Saved entries
──────────
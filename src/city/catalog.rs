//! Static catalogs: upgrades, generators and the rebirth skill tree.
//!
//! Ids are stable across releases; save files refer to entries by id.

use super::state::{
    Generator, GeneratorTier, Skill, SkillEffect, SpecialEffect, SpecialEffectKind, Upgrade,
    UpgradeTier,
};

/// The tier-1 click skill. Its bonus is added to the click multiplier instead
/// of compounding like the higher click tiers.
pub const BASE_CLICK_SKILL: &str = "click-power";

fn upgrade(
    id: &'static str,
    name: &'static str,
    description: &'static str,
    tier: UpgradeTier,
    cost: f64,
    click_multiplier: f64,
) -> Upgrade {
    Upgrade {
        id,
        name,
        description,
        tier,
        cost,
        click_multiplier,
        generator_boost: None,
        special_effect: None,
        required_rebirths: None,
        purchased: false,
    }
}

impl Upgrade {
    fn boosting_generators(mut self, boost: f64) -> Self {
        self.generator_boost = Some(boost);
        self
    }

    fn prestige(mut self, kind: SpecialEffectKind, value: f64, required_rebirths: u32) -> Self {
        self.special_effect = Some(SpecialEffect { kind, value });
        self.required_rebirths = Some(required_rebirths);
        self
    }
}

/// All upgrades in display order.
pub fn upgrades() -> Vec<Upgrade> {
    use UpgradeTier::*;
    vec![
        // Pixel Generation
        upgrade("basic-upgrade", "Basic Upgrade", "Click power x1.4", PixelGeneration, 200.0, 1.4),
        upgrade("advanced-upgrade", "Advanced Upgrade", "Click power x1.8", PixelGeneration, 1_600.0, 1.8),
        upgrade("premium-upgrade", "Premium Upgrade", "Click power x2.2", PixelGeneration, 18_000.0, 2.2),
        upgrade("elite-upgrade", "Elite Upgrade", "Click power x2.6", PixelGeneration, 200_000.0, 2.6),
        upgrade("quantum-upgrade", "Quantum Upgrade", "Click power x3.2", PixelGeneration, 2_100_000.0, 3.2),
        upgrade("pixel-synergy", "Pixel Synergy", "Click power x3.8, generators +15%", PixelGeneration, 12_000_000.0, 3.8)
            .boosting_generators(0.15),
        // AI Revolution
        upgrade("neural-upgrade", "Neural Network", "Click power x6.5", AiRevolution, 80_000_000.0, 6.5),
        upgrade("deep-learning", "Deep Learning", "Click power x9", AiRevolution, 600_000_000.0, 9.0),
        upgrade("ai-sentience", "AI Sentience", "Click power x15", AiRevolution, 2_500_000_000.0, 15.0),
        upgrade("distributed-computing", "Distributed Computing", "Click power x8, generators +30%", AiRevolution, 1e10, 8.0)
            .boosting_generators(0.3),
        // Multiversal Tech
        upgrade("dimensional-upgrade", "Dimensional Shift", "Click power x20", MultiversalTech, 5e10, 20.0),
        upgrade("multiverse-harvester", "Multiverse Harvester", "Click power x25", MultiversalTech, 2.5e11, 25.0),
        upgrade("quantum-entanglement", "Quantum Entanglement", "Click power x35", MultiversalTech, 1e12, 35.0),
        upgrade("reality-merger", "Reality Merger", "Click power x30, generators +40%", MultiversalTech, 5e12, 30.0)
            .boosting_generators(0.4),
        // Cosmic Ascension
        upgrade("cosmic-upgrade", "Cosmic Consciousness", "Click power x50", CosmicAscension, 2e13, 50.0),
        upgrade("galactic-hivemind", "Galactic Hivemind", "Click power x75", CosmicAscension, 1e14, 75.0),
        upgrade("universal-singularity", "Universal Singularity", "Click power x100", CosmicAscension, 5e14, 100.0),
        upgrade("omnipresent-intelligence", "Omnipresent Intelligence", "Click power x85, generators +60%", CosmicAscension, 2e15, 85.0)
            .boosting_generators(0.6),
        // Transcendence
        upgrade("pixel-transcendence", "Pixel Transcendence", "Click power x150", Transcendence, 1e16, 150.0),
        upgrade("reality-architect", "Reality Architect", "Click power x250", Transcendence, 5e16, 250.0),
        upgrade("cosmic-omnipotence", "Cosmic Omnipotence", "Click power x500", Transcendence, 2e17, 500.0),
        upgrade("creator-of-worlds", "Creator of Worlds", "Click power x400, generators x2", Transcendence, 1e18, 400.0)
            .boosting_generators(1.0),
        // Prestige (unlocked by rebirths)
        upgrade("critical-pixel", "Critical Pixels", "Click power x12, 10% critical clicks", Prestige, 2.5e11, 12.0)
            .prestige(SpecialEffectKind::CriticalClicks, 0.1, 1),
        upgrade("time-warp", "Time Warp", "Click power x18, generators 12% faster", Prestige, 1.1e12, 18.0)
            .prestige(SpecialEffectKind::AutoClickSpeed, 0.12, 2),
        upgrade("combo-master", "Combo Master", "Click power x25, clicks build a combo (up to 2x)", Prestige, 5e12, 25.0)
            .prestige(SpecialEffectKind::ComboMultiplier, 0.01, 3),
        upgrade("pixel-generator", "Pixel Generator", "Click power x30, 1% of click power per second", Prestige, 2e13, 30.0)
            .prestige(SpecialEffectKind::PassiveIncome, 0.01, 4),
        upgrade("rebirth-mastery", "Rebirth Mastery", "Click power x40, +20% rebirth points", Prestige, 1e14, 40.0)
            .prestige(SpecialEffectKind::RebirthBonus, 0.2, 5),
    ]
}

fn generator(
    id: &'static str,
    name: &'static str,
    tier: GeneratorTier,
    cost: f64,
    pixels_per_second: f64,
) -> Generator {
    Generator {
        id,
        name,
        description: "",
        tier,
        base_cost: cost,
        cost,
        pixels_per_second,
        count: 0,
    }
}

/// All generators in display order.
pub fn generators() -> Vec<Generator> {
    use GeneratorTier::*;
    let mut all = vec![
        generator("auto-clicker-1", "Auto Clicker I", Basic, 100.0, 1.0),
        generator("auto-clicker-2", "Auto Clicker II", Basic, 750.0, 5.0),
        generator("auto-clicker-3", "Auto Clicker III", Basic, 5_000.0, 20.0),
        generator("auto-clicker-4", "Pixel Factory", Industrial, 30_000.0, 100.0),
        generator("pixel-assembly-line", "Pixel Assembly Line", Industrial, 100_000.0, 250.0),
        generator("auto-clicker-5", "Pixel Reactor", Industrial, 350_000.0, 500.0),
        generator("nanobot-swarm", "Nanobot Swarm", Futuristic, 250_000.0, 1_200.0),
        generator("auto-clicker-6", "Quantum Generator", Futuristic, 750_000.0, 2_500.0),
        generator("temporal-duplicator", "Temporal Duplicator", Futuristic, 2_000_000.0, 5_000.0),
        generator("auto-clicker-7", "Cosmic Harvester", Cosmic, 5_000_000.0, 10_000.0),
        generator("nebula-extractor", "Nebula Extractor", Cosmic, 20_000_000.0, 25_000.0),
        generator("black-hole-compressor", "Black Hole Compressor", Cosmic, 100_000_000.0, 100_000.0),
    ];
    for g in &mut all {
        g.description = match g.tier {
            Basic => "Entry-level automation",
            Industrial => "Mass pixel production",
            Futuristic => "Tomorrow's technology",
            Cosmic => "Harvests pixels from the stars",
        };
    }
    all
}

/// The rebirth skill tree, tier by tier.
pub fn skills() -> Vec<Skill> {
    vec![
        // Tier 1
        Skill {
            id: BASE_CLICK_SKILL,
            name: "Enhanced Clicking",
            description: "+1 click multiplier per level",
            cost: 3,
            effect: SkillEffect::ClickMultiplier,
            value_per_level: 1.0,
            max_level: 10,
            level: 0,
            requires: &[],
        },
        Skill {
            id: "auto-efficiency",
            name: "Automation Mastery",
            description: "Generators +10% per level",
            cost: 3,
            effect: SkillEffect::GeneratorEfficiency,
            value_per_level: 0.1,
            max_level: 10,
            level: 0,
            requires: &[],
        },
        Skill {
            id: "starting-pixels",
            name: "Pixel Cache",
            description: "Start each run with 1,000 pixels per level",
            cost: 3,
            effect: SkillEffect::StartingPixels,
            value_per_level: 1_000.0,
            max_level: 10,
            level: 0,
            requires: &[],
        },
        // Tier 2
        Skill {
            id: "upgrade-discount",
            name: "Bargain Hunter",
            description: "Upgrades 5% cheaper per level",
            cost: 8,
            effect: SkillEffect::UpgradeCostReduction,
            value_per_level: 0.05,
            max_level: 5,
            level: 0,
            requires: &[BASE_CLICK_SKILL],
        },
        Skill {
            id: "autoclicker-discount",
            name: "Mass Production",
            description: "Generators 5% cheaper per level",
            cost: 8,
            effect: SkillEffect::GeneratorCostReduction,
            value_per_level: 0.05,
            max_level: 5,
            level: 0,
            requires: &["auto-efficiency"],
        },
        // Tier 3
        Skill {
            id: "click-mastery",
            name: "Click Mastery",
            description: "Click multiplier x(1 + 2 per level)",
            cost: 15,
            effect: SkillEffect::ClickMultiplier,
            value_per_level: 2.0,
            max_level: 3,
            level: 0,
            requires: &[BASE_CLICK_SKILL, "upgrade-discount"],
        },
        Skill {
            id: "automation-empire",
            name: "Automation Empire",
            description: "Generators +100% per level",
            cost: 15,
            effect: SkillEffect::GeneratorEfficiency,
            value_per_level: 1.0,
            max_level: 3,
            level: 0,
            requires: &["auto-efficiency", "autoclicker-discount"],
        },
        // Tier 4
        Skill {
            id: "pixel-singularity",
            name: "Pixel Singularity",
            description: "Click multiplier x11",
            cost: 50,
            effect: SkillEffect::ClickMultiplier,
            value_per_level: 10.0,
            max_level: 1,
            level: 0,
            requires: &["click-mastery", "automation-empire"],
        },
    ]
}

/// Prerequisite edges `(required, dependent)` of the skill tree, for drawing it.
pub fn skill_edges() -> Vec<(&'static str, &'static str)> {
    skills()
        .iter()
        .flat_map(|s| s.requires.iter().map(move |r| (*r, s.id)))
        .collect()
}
──────────
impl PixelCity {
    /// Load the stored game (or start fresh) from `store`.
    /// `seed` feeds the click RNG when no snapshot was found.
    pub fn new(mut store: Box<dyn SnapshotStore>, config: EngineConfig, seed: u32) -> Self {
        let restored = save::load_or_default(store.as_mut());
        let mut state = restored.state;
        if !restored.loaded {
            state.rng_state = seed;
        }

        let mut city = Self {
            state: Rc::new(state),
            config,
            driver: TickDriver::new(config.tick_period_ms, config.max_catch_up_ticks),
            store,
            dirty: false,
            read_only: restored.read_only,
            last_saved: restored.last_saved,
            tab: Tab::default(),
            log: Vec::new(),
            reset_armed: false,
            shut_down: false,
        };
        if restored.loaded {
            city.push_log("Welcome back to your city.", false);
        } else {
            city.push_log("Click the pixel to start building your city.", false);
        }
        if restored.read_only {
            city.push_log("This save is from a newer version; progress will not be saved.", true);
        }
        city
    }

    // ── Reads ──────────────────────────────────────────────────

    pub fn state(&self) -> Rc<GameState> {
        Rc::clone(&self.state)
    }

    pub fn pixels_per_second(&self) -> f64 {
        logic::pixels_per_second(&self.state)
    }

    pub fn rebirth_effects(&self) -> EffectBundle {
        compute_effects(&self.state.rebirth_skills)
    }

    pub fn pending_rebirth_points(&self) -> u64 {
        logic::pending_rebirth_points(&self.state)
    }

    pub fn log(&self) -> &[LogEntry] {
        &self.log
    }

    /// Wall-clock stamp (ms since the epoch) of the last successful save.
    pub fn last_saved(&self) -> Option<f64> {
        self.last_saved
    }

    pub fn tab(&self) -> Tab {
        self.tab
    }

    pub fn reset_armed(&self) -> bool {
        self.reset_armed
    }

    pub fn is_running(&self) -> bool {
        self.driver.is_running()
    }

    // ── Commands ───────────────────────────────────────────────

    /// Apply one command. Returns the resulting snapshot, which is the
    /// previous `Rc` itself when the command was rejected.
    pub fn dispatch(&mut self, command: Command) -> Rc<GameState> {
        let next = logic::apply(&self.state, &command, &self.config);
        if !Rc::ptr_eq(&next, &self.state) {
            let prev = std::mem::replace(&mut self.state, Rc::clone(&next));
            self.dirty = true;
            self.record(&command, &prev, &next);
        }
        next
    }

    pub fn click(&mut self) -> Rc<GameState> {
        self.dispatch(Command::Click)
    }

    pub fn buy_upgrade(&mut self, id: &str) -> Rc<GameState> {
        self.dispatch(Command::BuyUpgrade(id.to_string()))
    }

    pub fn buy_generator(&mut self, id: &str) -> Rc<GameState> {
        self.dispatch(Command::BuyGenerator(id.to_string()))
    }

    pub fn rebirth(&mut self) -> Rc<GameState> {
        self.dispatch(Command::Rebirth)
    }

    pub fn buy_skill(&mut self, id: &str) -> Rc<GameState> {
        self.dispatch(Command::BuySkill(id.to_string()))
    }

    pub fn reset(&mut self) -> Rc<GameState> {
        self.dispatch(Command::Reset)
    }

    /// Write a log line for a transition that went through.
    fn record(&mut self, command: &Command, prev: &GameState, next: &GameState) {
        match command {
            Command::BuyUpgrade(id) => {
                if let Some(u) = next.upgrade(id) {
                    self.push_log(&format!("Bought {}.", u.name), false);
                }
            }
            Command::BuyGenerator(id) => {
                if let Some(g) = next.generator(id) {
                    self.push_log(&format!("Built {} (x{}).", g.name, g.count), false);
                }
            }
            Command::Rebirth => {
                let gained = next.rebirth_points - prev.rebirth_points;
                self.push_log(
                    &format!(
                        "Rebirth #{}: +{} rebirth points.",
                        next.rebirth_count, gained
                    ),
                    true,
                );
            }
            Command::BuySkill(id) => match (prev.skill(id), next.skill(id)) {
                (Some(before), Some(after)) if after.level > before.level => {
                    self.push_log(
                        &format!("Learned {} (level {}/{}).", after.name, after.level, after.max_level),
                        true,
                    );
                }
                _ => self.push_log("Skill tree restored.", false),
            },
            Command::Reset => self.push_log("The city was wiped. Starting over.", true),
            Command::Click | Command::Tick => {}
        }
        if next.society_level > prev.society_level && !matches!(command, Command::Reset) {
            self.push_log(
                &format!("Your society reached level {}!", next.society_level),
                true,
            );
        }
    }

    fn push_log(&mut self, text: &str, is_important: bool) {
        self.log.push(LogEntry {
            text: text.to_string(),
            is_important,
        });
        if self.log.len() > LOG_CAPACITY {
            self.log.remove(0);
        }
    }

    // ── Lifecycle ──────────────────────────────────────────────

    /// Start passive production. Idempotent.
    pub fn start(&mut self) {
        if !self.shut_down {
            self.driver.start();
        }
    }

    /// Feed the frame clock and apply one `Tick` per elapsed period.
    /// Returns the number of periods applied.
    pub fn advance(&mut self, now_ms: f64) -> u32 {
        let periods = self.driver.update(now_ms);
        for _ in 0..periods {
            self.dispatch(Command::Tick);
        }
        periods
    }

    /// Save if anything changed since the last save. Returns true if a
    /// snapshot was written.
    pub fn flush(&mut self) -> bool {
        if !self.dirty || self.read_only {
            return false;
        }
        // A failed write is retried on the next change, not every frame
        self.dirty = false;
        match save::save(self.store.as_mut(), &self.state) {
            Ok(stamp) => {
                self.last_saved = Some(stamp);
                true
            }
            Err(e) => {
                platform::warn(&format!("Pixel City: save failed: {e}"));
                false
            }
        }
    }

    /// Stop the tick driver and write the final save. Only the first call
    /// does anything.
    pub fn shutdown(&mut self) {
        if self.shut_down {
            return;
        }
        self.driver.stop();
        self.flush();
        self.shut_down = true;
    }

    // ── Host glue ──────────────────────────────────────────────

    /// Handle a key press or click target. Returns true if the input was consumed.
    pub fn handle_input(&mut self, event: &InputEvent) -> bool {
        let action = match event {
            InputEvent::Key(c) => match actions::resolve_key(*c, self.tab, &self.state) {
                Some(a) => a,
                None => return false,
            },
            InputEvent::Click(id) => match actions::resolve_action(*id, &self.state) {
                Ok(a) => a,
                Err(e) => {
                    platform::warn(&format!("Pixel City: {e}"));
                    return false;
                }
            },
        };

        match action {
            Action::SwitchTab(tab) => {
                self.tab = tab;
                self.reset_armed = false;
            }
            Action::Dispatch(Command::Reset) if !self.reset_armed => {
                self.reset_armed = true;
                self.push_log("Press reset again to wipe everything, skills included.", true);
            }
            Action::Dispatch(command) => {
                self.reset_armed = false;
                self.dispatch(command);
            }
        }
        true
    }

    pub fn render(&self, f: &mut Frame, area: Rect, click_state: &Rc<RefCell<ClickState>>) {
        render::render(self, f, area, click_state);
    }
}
──────────
What is required
Begin at the line that has "filename src/city/catalog.rs" in the entries above; stop after the line that has "click multiplier instead". Transcribe exactly those lines and no others.

Finished exercise
filename src/city/catalog.rs
//! Static catalogs: upgrades, generators and the rebirth skill tree.
//!
//! Ids are stable across releases; save files refer to entries by id.

use super::state::{
    Generator, GeneratorTier, Skill, SkillEffect, SpecialEffect, SpecialEffectKind, Upgrade,
    UpgradeTier,
};

/// The tier-1 click skill. Its bonus is added to the click multiplier instead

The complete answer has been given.